### Exercise instructions
Every line that contains the word "usize" should be copied from the records below.

(Record set begins)

// Copyright 2025 Sushanth (https://github.com/sushanthpy)
//
// This program is free software: you can redistribute it and/or modify
// it under the terms of the GNU Affero General Public License as published by
// the Free Software Foundation, either version 3 of the License, or
// (at your option) any later version.
//
// This program is distributed in the hope that it will be useful,
// but WITHOUT ANY WARRANTY; without even the implied warranty of
// MERCHANTABILITY or FITNESS FOR A PARTICULAR PURPOSE. See the
// GNU Affero General Public License for more details.
//
// You should have received a copy of the GNU Affero General Public License
// along with this program. If not, see <https://www.gnu.org/licenses/>.

//! Declarative configuration settings.

use super::{ConfigurationBuilder, LogLevel};
use crate::error::ConfigError;
use crate::operation::OperationKind;
use serde::{Deserialize, Serialize};
use std::collections::{BTreeMap, BTreeSet};

/// The serializable subset of a configuration: toggles and levels, no hooks.
///
/// Absent fields leave the builder untouched, so settings can be layered
/// over code-built configuration.
///
/// # Example JSON Configuration
///
/// ```json
/// {
///     "log": true,
///     "logLevel": "debug",
///     "enableTiming": true,
///     "kinds": {
///         "get": {"log": false},
///         "apply": {"level": "info", "debug": true}
///     }
/// }
/// ```
#[derive(Debug, Clone, Default, PartialEq, Serialize, Deserialize)]
#[serde(rename_all = "camelCase")]
pub struct ConfigSettings {
    pub log: Option<bool>,

    pub log_level: Option<LogLevel>,

    pub debug: Option<bool>,

    pub enable_timing: Option<bool>,

    pub enable_stack_trace: Option<bool>,

    /// Per-kind overrides, keyed by kind name (canonical or short alias).
    #[serde(default)]
    pub kinds: BTreeMap<String, KindSettings>,
}

/// Per-kind overrides in [`ConfigSettings`].
#[derive(Debug, Clone, Default, PartialEq, Serialize, Deserialize)]
#[serde(rename_all = "camelCase")]
pub struct KindSettings {
    pub log: Option<bool>,
    pub level: Option<LogLevel>,
    pub debug: Option<bool>,
}

impl ConfigSettings {
    pub fn from_json(json: &str) -> Result<Self, ConfigError> {
        let settings: Self = serde_json::from_str(json)?;
        settings.validate()?;
        Ok(settings)
    }

    pub fn from_toml(toml_str: &str) -> Result<Self, ConfigError> {
        let settings: Self = toml::from_str(toml_str)?;
        settings.validate()?;
        Ok(settings)
    }

    /// Checks that every per-kind key names a known kind, at most once.
    pub fn validate(&self) -> Result<(), ConfigError> {
        let mut seen = BTreeSet::new();
        for name in self.kinds.keys() {
            let kind = name.parse::<OperationKind>()?;
            if !seen.insert(kind) {
                return Err(ConfigError::DuplicateKind(kind.to_string()));
            }
        }
        Ok(())
    }

    /// Applies these settings on top of `builder`.
    pub fn apply(
        &self,
        mut builder: ConfigurationBuilder,
    ) -> Result<ConfigurationBuilder, ConfigError> {
        if let Some(log) = self.log {
            builder = builder.log(log);
        }
        if let Some(debug) = self.debug {
            builder = builder.debug(debug);
        }
        if let Some(timing) = self.enable_timing {
            builder = builder.enable_timing(timing);
        }
        if let Some(stack) = self.enable_stack_trace {
            builder = builder.enable_stack_trace(stack);
        }
        if let Some(level) = self.log_level {
            builder = builder.log_level(level);
        }

        for (name, kind_settings) in &self.kinds {
            let kind: OperationKind = name.parse()?;
            if let Some(log) = kind_settings.log {
                builder = builder.kind_log(kind, log);
            }
            if let Some(level) = kind_settings.level {
                builder = builder.kind_level(kind, level);
            }
            if let Some(debug) = kind_settings.debug {
                builder = builder.kind_debug(kind, debug);
            }
        }
        Ok(builder)
    }

    pub fn into_builder(self) -> Result<ConfigurationBuilder, ConfigError> {
        self.apply(ConfigurationBuilder::new())
    }
}

#[cfg(test)]
mod tests {
    use super::*;
    use crate::config::Toggle;

    #[test]
    fn test_parse_json_settings() {
        let json = r#"{
            "log": true,
            "logLevel": "debug",
            "enableTiming": true,
            "kinds": {
                "get": {"log": false},
                "call": {"level": "warn", "debug": true}
            }
        }"#;

        let settings = ConfigSettings::from_json(json).unwrap();
        assert_eq!(settings.log, Some(true));
        assert_eq!(settings.debug, None);
        assert_eq!(settings.log_level, Some(LogLevel::Debug));
        assert_eq!(settings.kinds.len(), 2);

        let config = settings.into_builder().unwrap().build();
        assert!(matches!(config.log, Toggle::On));
        assert!(config.enable_timing);
        let get = config.profile(OperationKind::Get).unwrap();
        assert!(matches!(get.log, Some(Toggle::Off)));
        let apply = config.profile(OperationKind::Apply).unwrap();
        assert_eq!(apply.level, Some(LogLevel::Warn));
        assert!(matches!(apply.debug, Some(Toggle::On)));
    }

    #[test]
    fn test_parse_toml_settings() {
        let toml_str = r#"
            log = true
            enableStackTrace = true

            [kinds.deleteProperty]
            log = false
        "#;

        let settings = ConfigSettings::from_toml(toml_str).unwrap();
        assert_eq!(settings.enable_stack_trace, Some(true));
        assert_eq!(settings.enable_timing, None);
        assert_eq!(settings.kinds["deleteProperty"].log, Some(false));
    }

    #[test]
    fn test_absent_fields_keep_builder_values() {
        let builder = ConfigurationBuilder::new()
            .enable_timing(true)
            .debug(true)
            .log_when(|ctx| ctx.kind() == OperationKind::Get);

        let settings = ConfigSettings::from_json(r#"{"logLevel": "debug"}"#).unwrap();
        let config = settings.apply(builder).unwrap().build();
        assert!(config.enable_timing);
        assert!(matches!(config.debug, Toggle::On));
        assert!(matches!(config.log, Toggle::When(_)));
        assert_eq!(config.log_level, Some(LogLevel::Debug));

        let explicit = ConfigSettings::from_json(r#"{"enableTiming": false}"#).unwrap();
        let config = explicit
            .apply(ConfigurationBuilder::new().enable_timing(true))
            .unwrap()
            .build();
        assert!(!config.enable_timing);
    }

    #[test]
    fn test_duplicate_kind_alias_rejected() {
        let json = r#"{"kinds": {"call": {"log": true}, "apply": {"log": false}}}"#;
        assert!(matches!(
            ConfigSettings::from_json(json),
            Err(ConfigError::DuplicateKind(_))
        ));
    }

    #[test]
    fn test_unknown_kind_rejected() {
        let json = r#"{"kinds": {"teleport": {"log": true}}}"#;
        assert!(matches!(
            ConfigSettings::from_json(json),
            Err(ConfigError::UnknownKind(_))
        ));
    }

    #[test]
    fn test_invalid_json() {
        assert!(matches!(
            ConfigSettings::from_json("{not json"),
            Err(ConfigError::ParseError(_))
        ));
    }
}
// Copyright 2025 Sushanth (https://github.com/sushanthpy)
//
// This program is free software: you can redistribute it and/or modify
// it under the terms of the GNU Affero General Public License as published by
// the Free Software Foundation, either version 3 of the License, or
// (at your option) any later version.
//
// This program is distributed in the hope that it will be useful,
// but WITHOUT ANY WARRANTY; without even the implied warranty of
// MERCHANTABILITY or FITNESS FOR A PARTICULAR PURPOSE. See the
// GNU Affero General Public License for more details.
//
// You should have received a copy of the GNU Affero General Public License
// along with this program. If not, see <https://www.gnu.org/licenses/>.

//! The 13 fundamental operations as tagged descriptors.

use crate::error::{ConfigError, Fault};
use crate::object::ObjectRef;
use crate::value::{PropertyDescriptor, PropertyKey, Value};
use serde::{Deserialize, Serialize};
use std::fmt;
use std::str::FromStr;

/// Kind tag of a fundamental operation.
#[derive(Debug, Clone, Copy, PartialEq, Eq, Hash, PartialOrd, Ord, Serialize, Deserialize)]
#[serde(rename_all = "camelCase")]
pub enum OperationKind {
    Get,
    Set,
    Has,
    DeleteProperty,
    DefineProperty,
    GetOwnPropertyDescriptor,
    OwnKeys,
    GetPrototypeOf,
    SetPrototypeOf,
    IsExtensible,
    PreventExtensions,
    Apply,
    Construct,
}

impl OperationKind {
    pub const ALL: [OperationKind; 13] = [
        OperationKind::Get,
        OperationKind::Set,
        OperationKind::Has,
        OperationKind::DeleteProperty,
        OperationKind::DefineProperty,
        OperationKind::GetOwnPropertyDescriptor,
        OperationKind::OwnKeys,
        OperationKind::GetPrototypeOf,
        OperationKind::SetPrototypeOf,
        OperationKind::IsExtensible,
        OperationKind::PreventExtensions,
        OperationKind::Apply,
        OperationKind::Construct,
    ];

    pub fn as_str(self) -> &'static str {
        match self {
            OperationKind::Get => "get",
            OperationKind::Set => "set",
            OperationKind::Has => "has",
            OperationKind::DeleteProperty => "deleteProperty",
            OperationKind::DefineProperty => "defineProperty",
            OperationKind::GetOwnPropertyDescriptor => "getOwnPropertyDescriptor",
            OperationKind::OwnKeys => "ownKeys",
            OperationKind::GetPrototypeOf => "getPrototypeOf",
            OperationKind::SetPrototypeOf => "setPrototypeOf",
            OperationKind::IsExtensible => "isExtensible",
            OperationKind::PreventExtensions => "preventExtensions",
            OperationKind::Apply => "apply",
            OperationKind::Construct => "construct",
        }
    }

    /// Position in [`OperationKind::ALL`].
    pub fn index(self) -> usize {
        self as usize
    }

    /// Access, mutate, invoke and construct. These always broadcast to
    /// global observers and always run the error hook.
    pub fn is_rich(self) -> bool {
        matches!(
            self,
            OperationKind::Get
                | OperationKind::Set
                | OperationKind::Apply
                | OperationKind::Construct
        )
    }

    /// Kinds whose result modifier is consulted before delegation and may
    /// veto the attempt.
    pub fn is_vetoable(self) -> bool {
        matches!(
            self,
            OperationKind::Set | OperationKind::DeleteProperty | OperationKind::DefineProperty
        )
    }

    /// Kinds whose full-override hook may short-circuit delegation.
    pub fn supports_override(self) -> bool {
        self.is_rich()
    }
}

impl fmt::Display for OperationKind {
    fn fmt(&self, f: &mut fmt::Formatter<'_>) -> fmt::Result {
        f.write_str(self.as_str())
    }
}

impl FromStr for OperationKind {
    type Err = ConfigError;

    /// Accepts the canonical names plus the short aliases of the reduced
    /// configuration shape (`delete`, `define`, `call`, ...).
    fn from_str(s: &str) -> Result<Self, Self::Err> {
        let kind = match s {
            "get" => OperationKind::Get,
            "set" => OperationKind::Set,
            "has" => OperationKind::Has,
            "deleteProperty" | "delete" => OperationKind::DeleteProperty,
            "defineProperty" | "define" => OperationKind::DefineProperty,
            "getOwnPropertyDescriptor" | "descriptor" => OperationKind::GetOwnPropertyDescriptor,
            "ownKeys" | "keys" => OperationKind::OwnKeys,
            "getPrototypeOf" | "prototype" => OperationKind::GetPrototypeOf,
            "setPrototypeOf" => OperationKind::SetPrototypeOf,
            "isExtensible" => OperationKind::IsExtensible,
            "preventExtensions" => OperationKind::PreventExtensions,
            "apply" | "call" => OperationKind::Apply,
            "construct" => OperationKind::Construct,
            other => return Err(ConfigError::UnknownKind(other.to_string())),
        };
        Ok(kind)
    }
}

/// A fundamental operation together with its payload.
#[derive(Debug, Clone)]
pub enum Operation {
    Get { key: PropertyKey },
    Set { key: PropertyKey, value: Value },
    Has { key: PropertyKey },
    DeleteProperty { key: PropertyKey },
    DefineProperty { key: PropertyKey, descriptor: PropertyDescriptor },
    GetOwnPropertyDescriptor { key: PropertyKey },
    OwnKeys,
    GetPrototypeOf,
    SetPrototypeOf { prototype: Option<ObjectRef> },
    IsExtensible,
    PreventExtensions,
    Apply { this: Value, args: Vec<Value> },
    /// `new_target` defaults to the target itself.
    Construct { args: Vec<Value>, new_target: Option<ObjectRef> },
}

impl Operation {
    pub fn kind(&self) -> OperationKind {
        match self {
            Operation::Get { .. } => OperationKind::Get,
            Operation::Set { .. } => OperationKind::Set,
            Operation::Has { .. } => OperationKind::Has,
            Operation::DeleteProperty { .. } => OperationKind::DeleteProperty,
            Operation::DefineProperty { .. } => OperationKind::DefineProperty,
            Operation::GetOwnPropertyDescriptor { .. } => OperationKind::GetOwnPropertyDescriptor,
            Operation::OwnKeys => OperationKind::OwnKeys,
            Operation::GetPrototypeOf => OperationKind::GetPrototypeOf,
            Operation::SetPrototypeOf { .. } => OperationKind::SetPrototypeOf,
            Operation::IsExtensible => OperationKind::IsExtensible,
            Operation::PreventExtensions => OperationKind::PreventExtensions,
            Operation::Apply { .. } => OperationKind::Apply,
            Operation::Construct { .. } => OperationKind::Construct,
        }
    }

    pub fn key(&self) -> Option<&PropertyKey> {
        match self {
            Operation::Get { key }
            | Operation::Set { key, .. }
            | Operation::Has { key }
            | Operation::DeleteProperty { key }
            | Operation::DefineProperty { key, .. }
            | Operation::GetOwnPropertyDescriptor { key } => Some(key),
            _ => None,
        }
    }

    pub fn arguments(&self) -> Option<&[Value]> {
        match self {
            Operation::Apply { args, .. } | Operation::Construct { args, .. } => Some(args),
            _ => None,
        }
    }

    pub(crate) fn arguments_mut(&mut self) -> Option<&mut Vec<Value>> {
        match self {
            Operation::Apply { args, .. } | Operation::Construct { args, .. } => Some(args),
            _ => None,
        }
    }

    /// Performs the operation directly on `target`, with no interposition.
    pub fn perform(&self, target: &ObjectRef) -> Result<Outcome, Fault> {
        let receiver = Value::Object(target.clone());
        let outcome = match self {
            Operation::Get { key } => Outcome::Value(target.get(key, &receiver)?),
            Operation::Set { key, value } => {
                Outcome::Bool(target.set(key, value.clone(), &receiver)?)
            }
            Operation::Has { key } => Outcome::Bool(target.has(key)),
            Operation::DeleteProperty { key } => Outcome::Bool(target.delete(key)),
            Operation::DefineProperty { key, descriptor } => {
                Outcome::Bool(target.define_own_property(key, descriptor))
            }
            Operation::GetOwnPropertyDescriptor { key } => {
                Outcome::Descriptor(target.get_own_property(key))
            }
            Operation::OwnKeys => Outcome::Keys(target.own_keys()),
            Operation::GetPrototypeOf => Outcome::Prototype(target.get_prototype_of()),
            Operation::SetPrototypeOf { prototype } => {
                Outcome::Bool(target.set_prototype_of(prototype.clone()))
            }
            Operation::IsExtensible => Outcome::Bool(target.is_extensible()),
            Operation::PreventExtensions => Outcome::Bool(target.prevent_extensions()),
            Operation::Apply { this, args } => Outcome::Value(target.call(this, args)?),
            Operation::Construct { args, new_target } => {
                let new_target = new_target.as_ref().unwrap_or(target);
                Outcome::Value(target.construct(args, new_target)?)
            }
        };
        Ok(outcome)
    }
}

/// Result of a fundamental operation.
#[derive(Debug, Clone, PartialEq, Serialize)]
#[serde(untagged)]
pub enum Outcome {
    /// `get`, `apply`, `construct`.
    Value(Value),
    /// Success flags and boolean queries.
    Bool(bool),
    /// `ownKeys`.
    Keys(Vec<PropertyKey>),
    /// `getOwnPropertyDescriptor`.
    Descriptor(Option<PropertyDescriptor>),
    /// `getPrototypeOf`.
    Prototype(Option<ObjectRef>),
}

impl Outcome {
    /// Whether this outcome has the shape `kind` produces.
    pub fn fits(&self, kind: OperationKind) -> bool {
        use OperationKind::*;
        match self {
            Outcome::Value(_) => matches!(kind, Get | Apply | Construct),
            Outcome::Bool(_) => matches!(
                kind,
                Set | Has | DeleteProperty | DefineProperty | SetPrototypeOf | IsExtensible
                    | PreventExtensions
            ),
            Outcome::Keys(_) => kind == OwnKeys,
            Outcome::Descriptor(_) => kind == GetOwnPropertyDescriptor,
            Outcome::Prototype(_) => kind == GetPrototypeOf,
        }
    }

    pub fn as_value(&self) -> Option<&Value> {
        match self {
            Outcome::Value(value) => Some(value),
            _ => None,
        }
    }

    pub fn as_bool(&self) -> Option<bool> {
        match self {
            Outcome::Bool(b) => Some(*b),
            _ => None,
        }
    }

    pub fn into_value(self) -> Option<Value> {
        match self {
            Outcome::Value(value) => Some(value),
            _ => None,
        }
    }

    pub fn into_keys(self) -> Option<Vec<PropertyKey>> {
        match self {
            Outcome::Keys(keys) => Some(keys),
            _ => None,
        }
    }

    pub fn into_descriptor(self) -> Option<Option<PropertyDescriptor>> {
        match self {
            Outcome::Descriptor(desc) => Some(desc),
            _ => None,
        }
    }

    pub fn into_prototype(self) -> Option<Option<ObjectRef>> {
        match self {
            Outcome::Prototype(proto) => Some(proto),
            _ => None,
        }
    }
}

impl fmt::Display for Outcome {
    fn fmt(&self, f: &mut fmt::Formatter<'_>) -> fmt::Result {
        match self {
            Outcome::Value(value) => write!(f, "{}", value),
            Outcome::Bool(b) => write!(f, "{}", b),
            Outcome::Keys(keys) => {
                let keys: Vec<&str> = keys.iter().map(PropertyKey::as_str).collect();
                write!(f, "[{}]", keys.join(", "))
            }
            Outcome::Descriptor(Some(_)) => f.write_str("<descriptor>"),
            Outcome::Descriptor(None) => f.write_str("undefined"),
            Outcome::Prototype(Some(proto)) => write!(f, "{}", proto),
            Outcome::Prototype(None) => f.write_str("null"),
        }
    }
}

(Record set ends)

### Completed exercise
    pub fn index(self) -> usize {
        self as usize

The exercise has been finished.